# INFORMATION:

//! Catalog command handler
//!
//! List or search guessable locations.

use crate::catalog::{Catalog, Location};
use crate::config::Config;
use crate::error::Result;
use clap::Args;

/// Catalog command arguments
#[derive(Args)]
pub struct CatalogArgs {
    /// Partial name to search for
    pub query: Option<String>,

    /// Maximum number of matches to show
    #[arg(short = 'n', long)]
    pub count: Option<usize>,

    /// Catalog JSON file (defaults to the built-in countries)
    #[arg(long, short = 'c')]
    pub catalog: Option<String>,
}

/// Run the catalog command
pub fn run(args: CatalogArgs) -> Result<()> {
    let config = Config::load()?;
    let catalog = Catalog::load(args.catalog.as_deref().or(config.catalog_path()))?;

    let shown: Vec<&Location> = match &args.query {
        Some(query) => catalog.suggest(query, args.count.unwrap_or(config.game.suggestions)),
        None => catalog
            .locations()
            .iter()
            .take(args.count.unwrap_or(usize::MAX))
            .collect(),
    };

    if shown.is_empty() {
        println!("No matching locations.");
        return Ok(());
    }

    for location in &shown {
        println!("{}", describe(location));
    }

    if args.query.is_none() {
        println!("\n{} of {} locations", shown.len(), catalog.len());
    }

    Ok(())
}

/// One-line summary of a location
fn describe(location: &Location) -> String {
    let mut line = format!(
        "{:<28} ({:>8.4}, {:>9.4})",
        location.name, location.lat, location.lon
    );
    if !location.locations.is_empty() {
        let labels: Vec<&str> = location.locations.iter().map(|p| p.label.as_str()).collect();
        line.push_str(&format!("  [{}]", labels.join(", ")));
    }
    line
}
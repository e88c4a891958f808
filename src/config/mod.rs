//! Configuration management
//!
//! Loads and saves configuration from XDG-compliant paths.
//! Config location: ~/.config/zoomle/config.toml

pub mod defaults;

use crate::error::{Error, Result};
use defaults::*;
use serde::{Deserialize, Serialize};
use std::fs;
use std::path::PathBuf;

/// Main configuration structure
#[derive(Debug, Clone, Default, Serialize, Deserialize)]
pub struct Config {
    /// Game settings
    #[serde(default)]
    pub game: GameConfig,

    /// Map presentation settings
    #[serde(default)]
    pub map: MapConfig,

    /// Server settings
    #[serde(default)]
    pub server: ServerConfig,

    /// Default values for CLI output
    #[serde(default)]
    pub defaults: DefaultsConfig,
}

/// Game settings
#[derive(Debug, Clone, Serialize, Deserialize)]
pub struct GameConfig {
    /// Path to a JSON catalog (empty = built-in countries)
    #[serde(default = "default_catalog")]
    pub catalog: String,

    /// Allow practice games with a random secret
    #[serde(default)]
    pub practice: bool,

    /// Maximum suggestions shown for partial input
    #[serde(default = "default_suggestions")]
    pub suggestions: usize,
}

/// Map presentation settings
#[derive(Debug, Clone, Serialize, Deserialize)]
pub struct MapConfig {
    /// Zoom level before the first guess
    #[serde(default = "default_initial_zoom")]
    pub initial_zoom: u8,

    /// Lowest zoom level reached as guesses accumulate
    #[serde(default = "default_min_zoom")]
    pub min_zoom: u8,
}

/// Server settings
#[derive(Debug, Clone, Serialize, Deserialize)]
pub struct ServerConfig {
    /// Server host address
    #[serde(default = "default_host")]
    pub host: String,

    /// Server port
    #[serde(default = "default_port")]
    pub port: u16,
}

/// Default values for CLI output
#[derive(Debug, Clone, Serialize, Deserialize)]
pub struct DefaultsConfig {
    /// Default output format
    #[serde(default = "default_format")]
    pub format: String,
}

// Default value functions for serde
fn default_catalog() -> String {
    DEFAULT_CATALOG.to_string()
}
fn default_suggestions() -> usize {
    DEFAULT_SUGGESTIONS
}
fn default_initial_zoom() -> u8 {
    DEFAULT_INITIAL_ZOOM
}
fn default_min_zoom() -> u8 {
    DEFAULT_MIN_ZOOM
}
fn default_host() -> String {
    DEFAULT_HOST.to_string()
}
fn default_port() -> u16 {
    DEFAULT_PORT
}
fn default_format() -> String {
    DEFAULT_FORMAT.to_string()
}

impl Default for GameConfig {
    fn default() -> Self {
        Self {
            catalog: default_catalog(),
            practice: false,
            suggestions: default_suggestions(),
        }
    }
}

impl Default for MapConfig {
    fn default() -> Self {
        Self {
            initial_zoom: default_initial_zoom(),
            min_zoom: default_min_zoom(),
        }
    }
}

impl Default for ServerConfig {
    fn default() -> Self {
        Self {
            host: default_host(),
            port: default_port(),
        }
    }
}

impl Default for DefaultsConfig {
    fn default() -> Self {
        Self {
            format: default_format(),
        }
    }
}

impl Config {
    /// Get the config directory path
    pub fn config_dir() -> Result<PathBuf> {
        dirs::config_dir()
            .map(|p| p.join(APP_DIR_NAME))
            .ok_or_else(|| Error::Config("Could not determine config directory".to_string()))
    }

    /// Get the config file path
    pub fn config_path() -> Result<PathBuf> {
        Ok(Self::config_dir()?.join(CONFIG_FILE_NAME))
    }

    /// Load configuration from the default path
    ///
    /// Creates default config if file doesn't exist
    pub fn load() -> Result<Self> {
        let path = Self::config_path()?;

        if path.exists() {
            let content = fs::read_to_string(&path).map_err(|e| {
                Error::Config(format!("Failed to read config file: {}", e))
            })?;

            toml::from_str(&content).map_err(|e| {
                Error::Config(format!("Failed to parse config file: {}", e))
            })
        } else {
            let config = Config::default();
            config.save()?;
            Ok(config)
        }
    }

    /// Save configuration to the default path
    pub fn save(&self) -> Result<()> {
        let path = Self::config_path()?;

        if let Some(parent) = path.parent() {
            fs::create_dir_all(parent).map_err(|e| {
                Error::Config(format!("Failed to create config directory: {}", e))
            })?;
        }

        let content = toml::to_string_pretty(self).map_err(|e| {
            Error::Config(format!("Failed to serialize config: {}", e))
        })?;

        fs::write(&path, content).map_err(|e| {
            Error::Config(format!("Failed to write config file: {}", e))
        })?;

        Ok(())
    }

    /// Get a configuration value by key path
    ///
    /// Key format: "section.key"
    /// Returns the value as a string, or None if not found
    pub fn get(&self, key: &str) -> Option<String> {
        let parts: Vec<&str> = key.split('.').collect();

        match parts.as_slice() {
            ["game", "catalog"] => Some(self.game.catalog.clone()),
            ["game", "practice"] => Some(self.game.practice.to_string()),
            ["game", "suggestions"] => Some(self.game.suggestions.to_string()),

            ["map", "initial_zoom"] => Some(self.map.initial_zoom.to_string()),
            ["map", "min_zoom"] => Some(self.map.min_zoom.to_string()),

            ["server", "host"] => Some(self.server.host.clone()),
            ["server", "port"] => Some(self.server.port.to_string()),

            ["defaults", "format"] => Some(self.defaults.format.clone()),

            _ => None,
        }
    }

    /// Set a configuration value by key path
    ///
    /// Key format: "section.key"
    /// Returns error if key is invalid or value type is wrong
    pub fn set(&mut self, key: &str, value: &str) -> Result<()> {
        let parts: Vec<&str> = key.split('.').collect();

        match parts.as_slice() {
            ["game", "catalog"] => {
                self.game.catalog = value.to_string();
            }
            ["game", "practice"] => {
                self.game.practice = value.parse().map_err(|_| {
                    Error::Config(format!("Invalid boolean value: {}", value))
                })?;
            }
            ["game", "suggestions"] => {
                self.game.suggestions = value.parse().map_err(|_| {
                    Error::Config(format!("Invalid suggestions value: {}", value))
                })?;
            }

            ["map", "initial_zoom"] => {
                self.map.initial_zoom = value.parse().map_err(|_| {
                    Error::Config(format!("Invalid zoom value: {}", value))
                })?;
            }
            ["map", "min_zoom"] => {
                self.map.min_zoom = value.parse().map_err(|_| {
                    Error::Config(format!("Invalid zoom value: {}", value))
                })?;
            }

            ["server", "host"] => {
                self.server.host = value.to_string();
            }
            ["server", "port"] => {
                self.server.port = value.parse().map_err(|_| {
                    Error::Config(format!("Invalid port value: {}", value))
                })?;
            }

            ["defaults", "format"] => {
                self.defaults.format = value.to_string();
            }

            _ => {
                return Err(Error::Config(format!("Unknown config key: {}", key)));
            }
        }

        Ok(())
    }

    /// List all available config keys
    pub fn available_keys() -> Vec<&'static str> {
        vec![
            "game.catalog",
            "game.practice",
            "game.suggestions",
            "map.initial_zoom",
            "map.min_zoom",
            "server.host",
            "server.port",
            "defaults.format",
        ]
    }

    /// Map zoom level after `guesses` guesses
    ///
    /// Starts at `initial_zoom` and zooms out one level per guess,
    /// stopping at `min_zoom`.
    pub fn map_zoom(&self, guesses: usize) -> u8 {
        let step = u8::try_from(guesses).unwrap_or(u8::MAX);
        self.map
            .initial_zoom
            .saturating_sub(step)
            .max(self.map.min_zoom)
    }

    /// Catalog path override, if configured
    pub fn catalog_path(&self) -> Option<&str> {
        Some(self.game.catalog.trim()).filter(|p| !p.is_empty())
    }

    /// Get server address as "host:port"
    pub fn server_addr(&self) -> String {
        format!("{}:{}", self.server.host, self.server.port)
    }
}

# YOUR GOAL:
What you give back must be the stretch above, starting at the line with "from the default path" and ending at the line with "let config = Config::default();", copied exactly.

# SOLUTION FOR THIS PROBLEM:
    /// Load configuration from the default path
    ///
    /// Creates default config if file doesn't exist
    pub fn load() -> Result<Self> {
        let path = Self::config_path()?;

        if path.exists() {
            let content = fs::read_to_string(&path).map_err(|e| {
                Error::Config(format!("Failed to read config file: {}", e))
            })?;

            toml::from_str(&content).map_err(|e| {
                Error::Config(format!("Failed to parse config file: {}", e))
            })
        } else {
            let config = Config::default();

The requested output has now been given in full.